M. Wille est tellement convaincu de l’action bienfaisante de l’anarchie sur les cœurs, qu’il ne lui suffit pas de nous délivrer de la verge et du code pénal, il veut nous affranchir aussi de la loi morale. C’est encore une tyrannie, et ce n’est pas la moins odieuse. L’impératif catégorique est un maître insolent et rude ; personne n’a le droit de nous parler en maître, et Kant était un oppresseur. Vous entreprenez sur la dignité de l’homme quand vous lui dites : « Il y a des choses que tu dois faire et d’autres dont tu dois t’abstenir. » Ce langage est insupportable à quiconque se respecte. Mais n’allez pas croire que M. Wille prêche l’immoralité. Tout au contraire, il entend nous persuader qu’on sera d’autant plus vertueux qu’on sera moins contraint de l’être. Toutes les plantes de jardin que nous cultivons à grand’peine, et qui malgré nos soins s’étiolent souvent et dépérissent, fleuriront à l’état sauvage sur la terre de promission ; on y cueillera des roses panachées dans les bois.

La loi morale sera remplacée par l’égoïsme intelligent, qui sait que l’intérêt bien entendu s’accorde avec le bien commun, et cet égoïsme avisé et sagace se combinera avec l’altruisme spontané, qui fait tout de cœur et d’affection.

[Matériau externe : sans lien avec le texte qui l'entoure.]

use async_trait::async_trait;
use chrono::Utc;
use rand::Rng;
use serde_json::json;
use std::sync::Arc;

#[cfg(test)]
use mockall::automock;

use crate::extract::{RawBook, RecommendationReply, decode_reply};
use crate::models::{Book, Content, GenerateContentRequest, GenerationConfig, Role};
use crate::transport::Transport;

/// Prefix that marks ids minted for generated entries
pub const AI_ID_PREFIX: &str = "ai-";

/// Turns a free-text request into book suggestions. Never fails: errors become an empty list.
#[cfg_attr(test, automock)]
#[async_trait]
pub trait Recommender: Send + Sync {
    async fn recommend(&self, query: &str) -> Vec<Book>;
}

pub struct GeminiRecommender {
    tx: Arc<dyn Transport>,
    model: String,
}

impl GeminiRecommender {
    pub fn new(tx: Arc<dyn Transport>, model: String) -> Self {
        Self { tx, model }
    }
}

fn recommendation_prompt(query: &str) -> String {
    format!(
        "Recommend 4 distinct books based on this request: \"{query}\".\n\
         If the request is vague, provide a diverse mix of high-quality literature.\n\
         Return valid JSON only."
    )
}

fn book_list_schema() -> serde_json::Value {
    json!({
        "type": "ARRAY",
        "items": {
            "type": "OBJECT",
            "properties": {
                "title": { "type": "STRING" },
                "author": { "type": "STRING" },
                "description": { "type": "STRING" },
                "price": { "type": "NUMBER" },
                "genre": { "type": "STRING" }
            },
            "required": ["title", "author", "description", "price", "genre"]
        }
    })
}

pub fn build_request(query: &str) -> GenerateContentRequest {
    GenerateContentRequest {
        contents: vec![Content::turn(Role::User, recommendation_prompt(query))],
        system_instruction: None,
        generation_config: Some(GenerationConfig {
            response_mime_type: Some("application/json".to_string()),
            response_schema: Some(book_list_schema()),
        }),
    }
}

/// Give each suggestion a shop id, a cover seed and the AI flag
pub fn normalize<R: Rng + ?Sized>(raw: Vec<RawBook>, now_millis: i64, rng: &mut R) -> Vec<Book> {
    raw.into_iter()
        .enumerate()
        .map(|(index, item)| Book {
            id: format!("{AI_ID_PREFIX}{now_millis}-{index}"),
            title: item.title,
            author: item.author,
            description: item.description,
            price: item.price,
            genre: item.genre,
            cover_seed: rng.gen_range(0..1000) + index as u32,
            is_ai_recommended: true,
        })
        .collect()
}

#[async_trait]
impl Recommender for GeminiRecommender {
    async fn recommend(&self, query: &str) -> Vec<Book> {
        tracing::info!("Requesting recommendations from Gemini for query: {}", query);

        let request = build_request(query);
        let response = match self.tx.generate(&self.model, &request).await {
            Ok(response) => response,
            Err(e) => {
                tracing::error!("Gemini recommendation error: {}", e);
                return Vec::new();
            }
        };

        let raw_text = response.text().unwrap_or_else(|| "[]".to_string());
        match decode_reply(&raw_text) {
            RecommendationReply::Books(raw) => {
                let books = normalize(raw, Utc::now().timestamp_millis(), &mut rand::thread_rng());
                tracing::info!("Gemini suggested {} books", books.len());
                books
            }
            RecommendationReply::Malformed(reason) => {
                tracing::error!("{}. Raw: {}", reason, raw_text);
                Vec::new()
            }
        }
    }
}
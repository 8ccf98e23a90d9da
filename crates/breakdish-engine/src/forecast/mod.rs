// Match prediction and season projection.

pub mod predict;
pub mod simulate;
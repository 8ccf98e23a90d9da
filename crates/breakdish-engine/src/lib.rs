// breakdish-engine: pool league analytics.
//
// Pure, synchronous computations over the shared data model. Callers own
// loading, caching and presentation; nothing here does I/O.

pub mod cross_league;
pub mod error;
pub mod forecast;
pub mod ratings;
pub mod reports;

#[cfg(test)]
mod test_support;

pub use error::EngineError;
// breakdish entry point.
//
// 1. Parse arguments
// 2. Initialize tracing (stderr, so stdout stays clean for --json)
// 3. Resolve config
// 4. Load the dataset and run the requested command

use std::path::PathBuf;

use anyhow::Context;
use breakdish_cli::commands::{self, Session};
use breakdish_cli::render;
use clap::{Parser, Subcommand};
use tracing::info;

/// Workspace crates log at info; dependencies only warn.
const DEFAULT_LOG_FILTER: &str = "breakdish=info,breakdish_cli=info,breakdish_engine=info,breakdish_core=info,warn";

#[derive(Parser)]
#[command(name = "breakdish")]
#[command(about = "Pool league analytics: ratings, scouting, predictions and season projections")]
struct Cli {
    /// League data directory (frames.csv, results.csv, rosters.csv, fixtures.csv)
    #[arg(short, long, global = true, default_value = ".")]
    data: PathBuf,

    /// Config file (defaults to the platform config directory)
    #[arg(short, long, global = true)]
    config: Option<PathBuf>,

    /// Print JSON instead of text
    #[arg(long, global = true)]
    json: bool,

    #[command(subcommand)]
    command: Commands,
}

#[derive(Subcommand)]
enum Commands {
    /// Season profile for a player
    Player { name: String },
    /// Head-to-head between two players, or two squads
    H2h { a: String, b: String },
    /// Scouting report for an opponent
    Scout { team: String },
    /// Suggested Set 1 / Set 2 lineup
    Lineup {
        team: String,
        opponent: String,
        /// Playing away from home
        #[arg(long)]
        away: bool,
    },
    /// Predict a fixture, optionally with squad changes
    Predict {
        home: String,
        away: String,
        /// Add a player to a squad (TEAM:PLAYER), repeatable
        #[arg(long = "add", value_name = "TEAM:PLAYER")]
        add: Vec<String>,
        /// Remove a player from a squad (TEAM:PLAYER), repeatable
        #[arg(long = "remove", value_name = "TEAM:PLAYER")]
        remove: Vec<String>,
    },
    /// Monte Carlo projection of the rest of the season
    Simulate {
        /// Override the configured iteration count
        #[arg(long)]
        iterations: Option<usize>,
        /// Fixed seed for a reproducible run
        #[arg(long)]
        seed: Option<u64>,
        /// Restrict to one division
        #[arg(long)]
        division: Option<String>,
    },
    /// Compare players across league directories
    Leagues {
        #[arg(required = true, num_args = 2..)]
        dirs: Vec<PathBuf>,
        /// Players to list
        #[arg(long, default_value = "20")]
        top: usize,
    },
}

#[tokio::main]
async fn main() -> anyhow::Result<()> {
    let cli = Cli::parse();
    init_tracing()?;

    let mut config = breakdish_cli::settings::resolve_config(cli.config.as_deref())?;

    let output = match cli.command {
        Commands::Leagues { dirs, top } => {
            let comparison = commands::compare_leagues(dirs.as_slice(), &config)?;
            if cli.json {
                render::json(&comparison)?
            } else {
                render::leagues(&comparison, top)
            }
        }
        Commands::Simulate {
            iterations,
            seed,
            division,
        } => {
            if let Some(n) = iterations {
                config.simulation.iterations = n.max(1);
            }
            if seed.is_some() {
                config.simulation.seed = seed;
            }
            let session = Session::open(&cli.data, config)?;
            let results = commands::simulate(&session, division.as_deref())
                .await
                .context("season simulation did not complete")?;
            if cli.json {
                render::json(&results)?
            } else {
                render::simulation(&results)
            }
        }
        command => {
            let mut session = Session::open(&cli.data, config)?;
            run_query(&mut session, command, cli.json)?
        }
    };

    print!("{}", output);
    info!("done");
    Ok(())
}

/// Commands that read the dataset and return immediately.
fn run_query(session: &mut Session, command: Commands, json: bool) -> anyhow::Result<String> {
    let text = match command {
        Commands::Player { name } => {
            let p = commands::player_profile(session, &name);
            if json { render::json(&p)? } else { render::player(&p) }
        }
        Commands::H2h { a, b } => {
            let h = commands::head_to_head(session, &a, &b);
            if json { render::json(&h)? } else { render::head_to_head(&h) }
        }
        Commands::Scout { team } => {
            let r = commands::scout(session, &team);
            if json { render::json(&r)? } else { render::scouting(&r) }
        }
        Commands::Lineup { team, opponent, away } => {
            let s = commands::lineup(session, &team, &opponent, !away);
            if json { render::json(&s)? } else { render::lineup(&s) }
        }
        Commands::Predict {
            home,
            away,
            add,
            remove,
        } => {
            let overrides = commands::build_overrides(&add, &remove)?;
            let p = commands::predict(session, &home, &away, &overrides)?;
            if json { render::json(&p)? } else { render::prediction(&home, &away, &p) }
        }
        Commands::Simulate { .. } | Commands::Leagues { .. } => {
            anyhow::bail!("command needs the async runner")
        }
    };
    Ok(text)
}

/// Initialize tracing to stderr. `RUST_LOG` overrides the default filter.
fn init_tracing() -> anyhow::Result<()> {
    use tracing_subscriber::fmt;
    use tracing_subscriber::EnvFilter;

    let subscriber = fmt::Subscriber::builder()
        .with_env_filter(
            EnvFilter::try_from_default_env()
                .unwrap_or_else(|_| EnvFilter::new(DEFAULT_LOG_FILTER)),
        )
        .with_writer(std::io::stderr)
        .with_target(true)
        .finish();

    tracing::subscriber::set_global_default(subscriber)
        .context("failed to set tracing subscriber")?;

    Ok(())
}

#[cfg(test)]
mod tests {
    use super::*;
    use tracing_subscriber::EnvFilter;

    #[test]
    fn default_filter_covers_every_workspace_crate() {
        assert!(EnvFilter::try_new(DEFAULT_LOG_FILTER).is_ok());
        for target in ["breakdish_cli", "breakdish_engine", "breakdish_core"] {
            assert!(
                DEFAULT_LOG_FILTER.contains(&format!("{target}=info")),
                "{target} missing from default filter"
            );
        }
    }
}
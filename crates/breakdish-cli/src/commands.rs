// Command implementations.
//
// Each command turns a loaded dataset plus config into a serializable view.
// Rendering lives in `render`; the binary only parses arguments and prints.

use std::collections::BTreeMap;
use std::path::Path;
use std::sync::atomic::{AtomicBool, Ordering};
use std::sync::Arc;

use anyhow::{bail, Context};
use breakdish_core::cache::AggregateCache;
use breakdish_core::config::EngineConfig;
use breakdish_core::model::{
    find_roster, normalize_name, same_name, PlayerSeasonStat, SquadOverride, SquadOverrides,
    Standing,
};
use breakdish_engine::cross_league::{
    calculate_league_strengths, compare_across_leagues, find_all_bridge_players, BridgePlayer,
    LeagueStrength, NormalizedPlayer,
};
use breakdish_engine::forecast::predict::{predict_fixture, team_strength, PredictionResult};
use breakdish_engine::forecast::simulate::{
    standings_from_results, SeasonSimulator, SimulationInput, SimulationResult,
};
use breakdish_engine::ratings::form::{form, home_away_split, player_games, FormSummary, HomeAwaySplit};
use breakdish_engine::ratings::h2h::{h2h, squad_h2h, H2HRecord};
use breakdish_engine::ratings::stats::{
    adjusted_rate, aggregate_all, break_and_dish_rates, BreakAndDishRates,
};
use breakdish_engine::reports::lineup::{suggest_lineup, LineupSuggestion};
use breakdish_engine::reports::scouting::{build_report, ScoutingReport};
use serde::Serialize;
use tracing::{info, warn};

use crate::dataset::Dataset;

// ---------------------------------------------------------------------------
// Session
// ---------------------------------------------------------------------------

const SEASON_STATS_KEY: &str = "season-stats";

/// A loaded dataset with its config and memoized aggregates.
pub struct Session {
    pub dataset: Dataset,
    pub config: EngineConfig,
    stats: AggregateCache<BTreeMap<String, PlayerSeasonStat>>,
}

impl Session {
    pub fn new(dataset: Dataset, config: EngineConfig) -> Self {
        Session {
            dataset,
            config,
            stats: AggregateCache::new(),
        }
    }

    pub fn open(dir: &Path, config: EngineConfig) -> anyhow::Result<Self> {
        let dataset = Dataset::load(dir).with_context(|| format!("failed to load dataset from {}", dir.display()))?;
        Ok(Session::new(dataset, config))
    }

    /// League season stats keyed by normalized player name.
    pub fn season_stats(&mut self) -> &BTreeMap<String, PlayerSeasonStat> {
        let frames = &self.dataset.frames;
        self.stats
            .get_or_insert_with(self.dataset.version, SEASON_STATS_KEY, || aggregate_all(frames, false))
    }

    /// Swap in freshly loaded data, dropping aggregates of the old version.
    pub fn reload(&mut self, dataset: Dataset) {
        if dataset.version != self.dataset.version {
            self.stats.invalidate_version(self.dataset.version);
        }
        self.dataset = dataset;
    }

    pub fn cached_aggregates(&self) -> usize {
        self.stats.len()
    }
}

// ---------------------------------------------------------------------------
// player
// ---------------------------------------------------------------------------

#[derive(Debug, Clone, PartialEq, Serialize)]
pub struct PlayerProfile {
    pub stat: PlayerSeasonStat,
    /// Adjusted win percentage, 0-100.
    pub adjusted_pct: f64,
    pub rates: BreakAndDishRates,
    pub form: FormSummary,
    pub venue: HomeAwaySplit,
}

/// Season profile for one player. Unknown players get a zeroed profile.
pub fn player_profile(session: &mut Session, name: &str) -> PlayerProfile {
    let cfg = session.config.clone();
    let stat = session
        .season_stats()
        .get(&normalize_name(name))
        .cloned()
        .unwrap_or_else(|| {
            warn!("no frames found for player {}", name);
            PlayerSeasonStat::empty(name)
        });
    let games = player_games(name, &session.dataset.frames);
    PlayerProfile {
        adjusted_pct: adjusted_rate(Some(&stat), None, &cfg.ratings) * 100.0,
        rates: break_and_dish_rates(&stat),
        form: form(&games, &cfg.form),
        venue: home_away_split(&games),
        stat,
    }
}

// ---------------------------------------------------------------------------
// h2h
// ---------------------------------------------------------------------------

#[derive(Debug, Clone, PartialEq, Serialize)]
#[serde(untagged)]
pub enum HeadToHead {
    Players(H2HRecord),
    Squads(Vec<H2HRecord>),
}

/// Two team names compare squads; anything else compares two players.
pub fn head_to_head(session: &Session, a: &str, b: &str) -> HeadToHead {
    let d = &session.dataset;
    if find_roster(&d.rosters, a).is_some() && find_roster(&d.rosters, b).is_some() {
        HeadToHead::Squads(squad_h2h(a, b, &d.frames, &d.rosters))
    } else {
        HeadToHead::Players(h2h(a, b, &d.frames))
    }
}

// ---------------------------------------------------------------------------
// scout / lineup
// ---------------------------------------------------------------------------

pub fn scout(session: &mut Session, team: &str) -> ScoutingReport {
    let stats: Vec<PlayerSeasonStat> = session.season_stats().values().cloned().collect();
    let d = &session.dataset;
    build_report(team, &d.frames, &d.results, &stats, &session.config)
}

pub fn lineup(session: &mut Session, team: &str, opponent: &str, is_home: bool) -> LineupSuggestion {
    let stats: Vec<PlayerSeasonStat> = session.season_stats().values().cloned().collect();
    let d = &session.dataset;
    suggest_lineup(team, opponent, is_home, &d.frames, &stats, &d.rosters, &session.config)
}

// ---------------------------------------------------------------------------
// predict
// ---------------------------------------------------------------------------

/// Parse a `team:player` override argument.
pub fn parse_team_player(arg: &str) -> anyhow::Result<(String, String)> {
    let Some((team, player)) = arg.split_once(':') else {
        bail!("expected TEAM:PLAYER, got '{}'", arg);
    };
    let (team, player) = (team.trim(), player.trim());
    if team.is_empty() || player.is_empty() {
        bail!("expected TEAM:PLAYER, got '{}'", arg);
    }
    Ok((team.to_string(), player.to_string()))
}

/// Collect `--add` / `--remove` arguments into per-team overrides.
pub fn build_overrides(adds: &[String], removes: &[String]) -> anyhow::Result<SquadOverrides> {
    let mut overrides = SquadOverrides::new();
    for (args, adding) in [(adds, true), (removes, false)] {
        for arg in args {
            let (team, player) = parse_team_player(arg)?;
            let entry: &mut SquadOverride = overrides.entry(team).or_default();
            if adding {
                entry.added.push(player);
            } else {
                entry.removed.push(player);
            }
        }
    }
    Ok(overrides)
}

pub fn predict(
    session: &mut Session,
    home: &str,
    away: &str,
    overrides: &SquadOverrides,
) -> anyhow::Result<PredictionResult> {
    let pool = session.season_stats().clone();
    let d = &session.dataset;
    let result = predict_fixture(home, away, &d.rosters, overrides, &pool, &session.config)
        .with_context(|| format!("cannot predict {} v {}", home, away))?;
    Ok(result)
}

// ---------------------------------------------------------------------------
// simulate
// ---------------------------------------------------------------------------

/// Assemble the simulator input from league results, remaining fixtures and
/// roster strengths, optionally restricted to one division.
pub fn simulation_input(session: &Session, division: Option<&str>) -> SimulationInput {
    let d = &session.dataset;
    let in_division = |div: &str| division.map_or(true, |want| same_name(div, want));

    let results: Vec<_> = d.results.iter().filter(|r| in_division(&r.division)).cloned().collect();
    if division.is_none() {
        let mut divisions: Vec<String> = results.iter().map(|r| normalize_name(&r.division)).collect();
        divisions.sort();
        divisions.dedup();
        if divisions.len() > 1 {
            warn!("results span {} divisions; pass --division to simulate one table", divisions.len());
        }
    }
    let mut standings = standings_from_results(&results);

    let fixtures: Vec<_> = d
        .fixtures
        .iter()
        .filter(|f| f.division.is_empty() || in_division(&f.division))
        .map(|f| f.fixture.clone())
        .collect();
    for f in &fixtures {
        for team in [&f.home, &f.away] {
            if !standings.iter().any(|s| same_name(&s.team, team)) {
                standings.push(Standing::new(team, 0));
            }
        }
    }

    let strengths = standings
        .iter()
        .filter_map(|s| {
            find_roster(&d.rosters, &s.team).map(|r| (s.team.clone(), team_strength(r, &session.config.ratings)))
        })
        .collect();

    SimulationInput {
        fixtures,
        standings,
        strengths,
        locked: Vec::new(),
    }
}

/// Run the simulation on a blocking worker. Setting `cancel` stops it
/// between iterations.
pub async fn run_simulation_blocking(
    input: SimulationInput,
    config: EngineConfig,
    cancel: Arc<AtomicBool>,
) -> anyhow::Result<Vec<SimulationResult>> {
    let worker = tokio::task::spawn_blocking(move || {
        let mut simulator = SeasonSimulator::new(config);
        let mut rng = rand::thread_rng();
        simulator.run(&input, &mut rng, Some(cancel.as_ref()))
    });
    let outcome = worker.await.context("simulation worker failed")?;
    Ok(outcome?)
}

/// Run the simulation and cancel it on Ctrl+C.
pub async fn simulate(
    session: &Session,
    division: Option<&str>,
) -> anyhow::Result<Vec<SimulationResult>> {
    let input = simulation_input(session, division);
    info!(
        "simulating {} remaining fixtures for {} teams ({} iterations)",
        input.fixtures.len(),
        input.standings.len(),
        session.config.simulation.iterations
    );

    let cancel = Arc::new(AtomicBool::new(false));
    let flag = Arc::clone(&cancel);
    let watcher = tokio::spawn(async move {
        if tokio::signal::ctrl_c().await.is_ok() {
            warn!("interrupt received, cancelling simulation");
            flag.store(true, Ordering::Relaxed);
        }
    });

    let outcome = run_simulation_blocking(input, session.config.clone(), cancel).await;
    watcher.abort();
    outcome
}

// ---------------------------------------------------------------------------
// leagues
// ---------------------------------------------------------------------------

#[derive(Debug, Clone, PartialEq, Serialize)]
pub struct LeagueComparison {
    pub strengths: Vec<LeagueStrength>,
    pub bridges: Vec<BridgePlayer>,
    pub players: Vec<NormalizedPlayer>,
}

pub fn compare_leagues(dirs: &[impl AsRef<Path>], config: &EngineConfig) -> anyhow::Result<LeagueComparison> {
    if dirs.len() < 2 {
        bail!("need at least two league directories to compare");
    }
    let mut leagues = Vec::with_capacity(dirs.len());
    for dir in dirs {
        let dir = dir.as_ref();
        let dataset =
            Dataset::load(dir).with_context(|| format!("failed to load league from {}", dir.display()))?;
        leagues.push(dataset.league());
    }
    let bridges = find_all_bridge_players(&leagues, config.cross_league.min_games);
    let strengths = calculate_league_strengths(&leagues, &bridges, config);
    let players = compare_across_leagues(&leagues, &strengths, config);
    Ok(LeagueComparison {
        strengths,
        bridges,
        players,
    })
}

// ---------------------------------------------------------------------------
// Tests
// ---------------------------------------------------------------------------

#[cfg(test)]
mod tests {
    use super::*;

    #[test]
    fn team_player_argument_parsing() {
        assert_eq!(
            parse_team_player("Red Lion: Ann ").unwrap(),
            ("Red Lion".to_string(), "Ann".to_string())
        );
        assert!(parse_team_player("Red Lion").is_err());
        assert!(parse_team_player(":Ann").is_err());
    }

    #[test]
    fn overrides_group_by_team() {
        let overrides = build_overrides(
            &["Crown:Star".into(), "Crown:Nova".into()],
            &["Crown:Zed".into(), "Red Lion:Ann".into()],
        )
        .unwrap();
        assert_eq!(overrides.len(), 2);
        assert_eq!(overrides["Crown"].added, vec!["Star", "Nova"]);
        assert_eq!(overrides["Crown"].removed, vec!["Zed"]);
        assert_eq!(overrides["Red Lion"].removed, vec!["Ann"]);
    }
}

M. Wille nous certifie que dans les unions libres les conjoints auront l’un pour l’autre des égards et de fidèles tendresses inconnues dans le mariage légal ; il assure aussi que les pères se dévoueront davantage au bonheur de leurs enfans. Toutefois il en est moins sûr que du reste, car il ajoute par précaution « que dans ce temps de prospérité universelle, il sera plus aisé qu’aujourd’hui de créer des asiles pour les enfans abandonnés. » Au surplus, quand les habitans de ce paradis auraient le cœur moins sensible et moins aimant qu’il ne se plaît à le croire, peu importe. L’homme, nous dit-il, trouve toujours du plaisir à exercer ses forces ; il en dépensera moins pour sa subsistance lorsque sa vie sera devenue plus facile, et il éprouvera le besoin de dépenser l’excédent pour le bien des autres. Ce sera pour lui un exercice hygiénique, et la vertu deviendra le plus généreux, le plus noble des sports. Je crains cependant que les égoïstes intelligens et les altruistes libres ne découvrent bientôt qu’il est plus hygiénique de monter à bicyclette que de soigner des diphtéries ou des varioles ; je crains que les charités dangereuses ne soient de tous les sports le plus noble peut-être, mais le moins goûté ; que les amateurs de ce genre de divertissement ne soient plus rares encore que les malandrins et les escrocs.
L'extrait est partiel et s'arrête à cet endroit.